Pull each line holding the word "after" from the data.

(Source records)

Start of Block

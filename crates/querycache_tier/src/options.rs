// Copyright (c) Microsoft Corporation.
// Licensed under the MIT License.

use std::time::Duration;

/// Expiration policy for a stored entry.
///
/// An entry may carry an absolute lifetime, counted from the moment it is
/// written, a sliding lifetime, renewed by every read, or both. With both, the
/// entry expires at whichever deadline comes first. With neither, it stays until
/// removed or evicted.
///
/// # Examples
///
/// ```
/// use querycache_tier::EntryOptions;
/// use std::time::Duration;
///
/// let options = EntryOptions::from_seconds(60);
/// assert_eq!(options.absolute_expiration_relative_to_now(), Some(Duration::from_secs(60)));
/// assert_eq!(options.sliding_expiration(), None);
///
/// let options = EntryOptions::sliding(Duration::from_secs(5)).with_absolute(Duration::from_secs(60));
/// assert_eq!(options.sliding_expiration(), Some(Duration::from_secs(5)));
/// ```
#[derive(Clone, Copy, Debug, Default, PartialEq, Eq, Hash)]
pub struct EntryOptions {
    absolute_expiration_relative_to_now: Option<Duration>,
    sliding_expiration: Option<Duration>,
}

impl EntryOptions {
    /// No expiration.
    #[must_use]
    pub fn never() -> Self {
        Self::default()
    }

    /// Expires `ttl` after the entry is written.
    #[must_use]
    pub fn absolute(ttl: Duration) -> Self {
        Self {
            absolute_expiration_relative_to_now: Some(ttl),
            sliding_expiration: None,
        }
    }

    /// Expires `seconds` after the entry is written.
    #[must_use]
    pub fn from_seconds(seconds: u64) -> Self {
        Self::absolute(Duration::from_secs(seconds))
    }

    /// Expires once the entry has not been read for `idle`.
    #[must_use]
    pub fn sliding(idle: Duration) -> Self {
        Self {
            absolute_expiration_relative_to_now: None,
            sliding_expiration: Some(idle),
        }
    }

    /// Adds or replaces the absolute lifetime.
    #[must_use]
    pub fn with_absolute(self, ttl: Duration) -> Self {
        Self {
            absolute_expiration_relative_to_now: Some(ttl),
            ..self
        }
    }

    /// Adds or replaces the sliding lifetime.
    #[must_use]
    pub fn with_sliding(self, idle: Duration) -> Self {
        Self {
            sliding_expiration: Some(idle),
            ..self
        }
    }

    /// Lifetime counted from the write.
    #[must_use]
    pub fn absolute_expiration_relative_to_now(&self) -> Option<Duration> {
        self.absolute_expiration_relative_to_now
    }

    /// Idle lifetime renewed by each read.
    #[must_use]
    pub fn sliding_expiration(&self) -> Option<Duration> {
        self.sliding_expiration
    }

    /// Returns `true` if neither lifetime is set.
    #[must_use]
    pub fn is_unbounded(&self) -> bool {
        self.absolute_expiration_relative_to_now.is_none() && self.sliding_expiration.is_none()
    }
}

End of Block
Start of Block

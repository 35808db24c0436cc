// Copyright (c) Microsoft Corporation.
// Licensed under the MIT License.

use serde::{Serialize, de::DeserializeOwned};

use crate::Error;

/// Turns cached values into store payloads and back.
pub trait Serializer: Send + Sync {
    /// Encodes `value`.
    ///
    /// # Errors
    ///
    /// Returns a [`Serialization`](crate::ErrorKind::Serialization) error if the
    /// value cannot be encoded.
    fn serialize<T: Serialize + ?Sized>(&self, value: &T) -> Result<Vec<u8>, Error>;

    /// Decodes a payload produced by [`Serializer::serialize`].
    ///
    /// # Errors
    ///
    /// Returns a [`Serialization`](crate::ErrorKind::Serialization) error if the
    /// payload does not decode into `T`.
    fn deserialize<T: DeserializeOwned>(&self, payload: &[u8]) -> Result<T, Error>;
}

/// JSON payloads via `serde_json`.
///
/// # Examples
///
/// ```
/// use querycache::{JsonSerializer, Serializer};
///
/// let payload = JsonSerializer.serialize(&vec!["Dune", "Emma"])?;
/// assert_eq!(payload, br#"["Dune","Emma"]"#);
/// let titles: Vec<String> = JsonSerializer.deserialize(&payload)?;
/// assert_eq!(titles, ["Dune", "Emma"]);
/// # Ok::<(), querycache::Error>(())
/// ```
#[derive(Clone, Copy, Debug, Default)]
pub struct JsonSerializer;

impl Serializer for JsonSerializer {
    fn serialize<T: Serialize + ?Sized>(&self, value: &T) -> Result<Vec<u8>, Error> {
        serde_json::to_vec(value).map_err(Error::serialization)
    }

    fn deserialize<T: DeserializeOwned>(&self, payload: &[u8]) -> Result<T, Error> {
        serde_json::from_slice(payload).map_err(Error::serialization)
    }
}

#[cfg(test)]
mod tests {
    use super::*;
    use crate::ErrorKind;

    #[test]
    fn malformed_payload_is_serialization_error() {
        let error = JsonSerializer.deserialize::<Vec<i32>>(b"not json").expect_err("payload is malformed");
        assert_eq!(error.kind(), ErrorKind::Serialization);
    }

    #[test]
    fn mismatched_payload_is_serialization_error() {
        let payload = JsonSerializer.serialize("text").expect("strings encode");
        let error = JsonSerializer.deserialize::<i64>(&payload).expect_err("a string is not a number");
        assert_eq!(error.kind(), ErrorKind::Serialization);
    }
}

End of Block

__RESULT__:
    /// Expires `ttl` after the entry is written.
    /// Expires `seconds` after the entry is written.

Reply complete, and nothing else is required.